------ MATERIAL TO PROCESS
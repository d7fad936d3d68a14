//! `roster`: terminal UI for the Roster profile directory.
//!
//! # Usage
//!
//! ```text
//! roster --url http://localhost:4000
//! roster --config ~/.config/roster/config.toml
//! ```

mod app;
mod client;
mod form;
mod ui;

use std::{io, path::PathBuf, sync::Mutex, time::Duration};

use anyhow::{Context, Result};
use app::App;
use clap::Parser;
use client::{ApiClient, ApiConfig};
use crossterm::{
  event::{self, Event, KeyEventKind},
  execute,
  terminal::{EnterAlternateScreen, LeaveAlternateScreen, disable_raw_mode, enable_raw_mode},
};
use ratatui::{Terminal, backend::CrosstermBackend};
use serde::Deserialize;
use tracing_subscriber::EnvFilter;

const DEFAULT_URL: &str = "http://localhost:4000";

// ─── CLI args ─────────────────────────────────────────────────────────────────

#[derive(Parser, Debug)]
#[command(name = "roster", about = "Terminal UI for the Roster profile directory")]
struct Args {
  /// Path to a TOML config file (url).
  #[arg(short, long, value_name = "FILE")]
  config: Option<PathBuf>,

  /// Base URL of the roster server (default: http://localhost:4000).
  #[arg(long, env = "ROSTER_URL")]
  url: Option<String>,

  /// Write logs to this file. The terminal is owned by the UI.
  #[arg(long, value_name = "FILE")]
  log: Option<PathBuf>,
}

// ─── Config file ──────────────────────────────────────────────────────────────

/// Shape of the optional TOML config file.
#[derive(Deserialize, Default)]
struct ConfigFile {
  #[serde(default)]
  url: String,
}

// ─── Entry point ──────────────────────────────────────────────────────────────

#[tokio::main]
async fn main() -> Result<()> {
  let args = Args::parse();

  if let Some(path) = &args.log {
    let file = std::fs::File::create(path)
      .with_context(|| format!("creating log file {}", path.display()))?;
    tracing_subscriber::fmt()
      .with_env_filter(
        EnvFilter::try_from_default_env().unwrap_or_else(|_| EnvFilter::new("roster_cli=debug")),
      )
      .with_ansi(false)
      .with_writer(Mutex::new(file))
      .init();
  }

  let file_cfg: ConfigFile = if let Some(path) = &args.config {
    let raw = std::fs::read_to_string(path)
      .with_context(|| format!("reading config file {}", path.display()))?;
    toml::from_str(&raw).context("parsing config file")?
  } else {
    ConfigFile::default()
  };

  // CLI flag / env overrides config file, which overrides the default.
  let api_config = ApiConfig {
    base_url: args
      .url
      .or_else(|| (!file_cfg.url.is_empty()).then_some(file_cfg.url))
      .unwrap_or_else(|| DEFAULT_URL.to_string()),
  };
  tracing::info!(url = %api_config.base_url, "starting");

  let client = ApiClient::new(api_config)?;
  let mut app = App::new(client);

  enable_raw_mode().context("enabling raw mode")?;
  let mut stdout = io::stdout();
  execute!(stdout, EnterAlternateScreen).context("entering alternate screen")?;
  let backend = CrosstermBackend::new(stdout);
  let mut terminal = Terminal::new(backend).context("creating terminal")?;

  // Restore the terminal even if the loop fails.
  let run_result = run_event_loop(&mut terminal, &mut app).await;

  disable_raw_mode().ok();
  execute!(terminal.backend_mut(), LeaveAlternateScreen).ok();
  terminal.show_cursor().ok();

  run_result
}

// ─── Event loop ───────────────────────────────────────────────────────────────

async fn run_event_loop(
  terminal: &mut Terminal<CrosstermBackend<io::Stdout>>,
  app: &mut App,
) -> Result<()> {
  // Show the loading state before the first request.
  app.loading = true;
  terminal.draw(|f| ui::draw(f, app)).context("drawing frame")?;
  app.load_profiles().await;

  loop {
    terminal.draw(|f| ui::draw(f, app)).context("drawing frame")?;

    // Poll for an event, yielding control to tokio while waiting.
    let maybe_event = tokio::task::block_in_place(|| {
      if event::poll(Duration::from_millis(50))? {
        Ok::<_, io::Error>(Some(event::read()?))
      } else {
        Ok(None)
      }
    })?;

    match maybe_event {
      Some(Event::Key(key)) if key.kind == KeyEventKind::Press => {
        if !app.handle_key(key).await {
          break;
        }
      }
      // Resize and everything else: the next iteration redraws.
      _ => {}
    }
  }

  Ok(())
}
------------
EXERCISE DETAILS: Whatever appears in the records must be returned exactly.

SOLUTION TO THE PROBLEM:
repository d7fad936d3d68a14
//! `roster`: terminal UI for the Roster profile directory.
//!
//! # Usage
//!
//! ```text
//! roster --url http://localhost:4000
//! roster --config ~/.config/roster/config.toml
//! ```

mod app;
mod client;
mod form;
mod ui;

use std::{io, path::PathBuf, sync::Mutex, time::Duration};

use anyhow::{Context, Result};
use app::App;
use clap::Parser;
use client::{ApiClient, ApiConfig};
use crossterm::{
  event::{self, Event, KeyEventKind},
  execute,
  terminal::{EnterAlternateScreen, LeaveAlternateScreen, disable_raw_mode, enable_raw_mode},
};
use ratatui::{Terminal, backend::CrosstermBackend};
use serde::Deserialize;
use tracing_subscriber::EnvFilter;

const DEFAULT_URL: &str = "http://localhost:4000";

// ─── CLI args ─────────────────────────────────────────────────────────────────

#[derive(Parser, Debug)]
#[command(name = "roster", about = "Terminal UI for the Roster profile directory")]
struct Args {
  /// Path to a TOML config file (url).
  #[arg(short, long, value_name = "FILE")]
  config: Option<PathBuf>,

  /// Base URL of the roster server (default: http://localhost:4000).
  #[arg(long, env = "ROSTER_URL")]
  url: Option<String>,

  /// Write logs to this file. The terminal is owned by the UI.
  #[arg(long, value_name = "FILE")]
  log: Option<PathBuf>,
}

// ─── Config file ──────────────────────────────────────────────────────────────

/// Shape of the optional TOML config file.
#[derive(Deserialize, Default)]
struct ConfigFile {
  #[serde(default)]
  url: String,
}

// ─── Entry point ──────────────────────────────────────────────────────────────

#[tokio::main]
async fn main() -> Result<()> {
  let args = Args::parse();

  if let Some(path) = &args.log {
    let file = std::fs::File::create(path)
      .with_context(|| format!("creating log file {}", path.display()))?;
    tracing_subscriber::fmt()
      .with_env_filter(
        EnvFilter::try_from_default_env().unwrap_or_else(|_| EnvFilter::new("roster_cli=debug")),
      )
      .with_ansi(false)
      .with_writer(Mutex::new(file))
      .init();
  }

  let file_cfg: ConfigFile = if let Some(path) = &args.config {
    let raw = std::fs::read_to_string(path)
      .with_context(|| format!("reading config file {}", path.display()))?;
    toml::from_str(&raw).context("parsing config file")?
  } else {
    ConfigFile::default()
  };

  // CLI flag / env overrides config file, which overrides the default.
  let api_config = ApiConfig {
    base_url: args
      .url
      .or_else(|| (!file_cfg.url.is_empty()).then_some(file_cfg.url))
      .unwrap_or_else(|| DEFAULT_URL.to_string()),
  };
  tracing::info!(url = %api_config.base_url, "starting");

  let client = ApiClient::new(api_config)?;
  let mut app = App::new(client);

  enable_raw_mode().context("enabling raw mode")?;
  let mut stdout = io::stdout();
  execute!(stdout, EnterAlternateScreen).context("entering alternate screen")?;
  let backend = CrosstermBackend::new(stdout);
  let mut terminal = Terminal::new(backend).context("creating terminal")?;

  // Restore the terminal even if the loop fails.
  let run_result = run_event_loop(&mut terminal, &mut app).await;

  disable_raw_mode().ok();
  execute!(terminal.backend_mut(), LeaveAlternateScreen).ok();
  terminal.show_cursor().ok();

  run_result
}

// ─── Event loop ───────────────────────────────────────────────────────────────

async fn run_event_loop(
  terminal: &mut Terminal<CrosstermBackend<io::Stdout>>,
  app: &mut App,
) -> Result<()> {
  // Show the loading state before the first request.
  app.loading = true;
  terminal.draw(|f| ui::draw(f, app)).context("drawing frame")?;
  app.load_profiles().await;

  loop {
    terminal.draw(|f| ui::draw(f, app)).context("drawing frame")?;

    // Poll for an event, yielding control to tokio while waiting.
    let maybe_event = tokio::task::block_in_place(|| {
      if event::poll(Duration::from_millis(50))? {
        Ok::<_, io::Error>(Some(event::read()?))
      } else {
        Ok(None)
      }
    })?;

    match maybe_event {
      Some(Event::Key(key)) if key.kind == KeyEventKind::Press => {
        if !app.handle_key(key).await {
          break;
        }
      }
      // Resize and everything else: the next iteration redraws.
      _ => {}
    }
  }

  Ok(())
}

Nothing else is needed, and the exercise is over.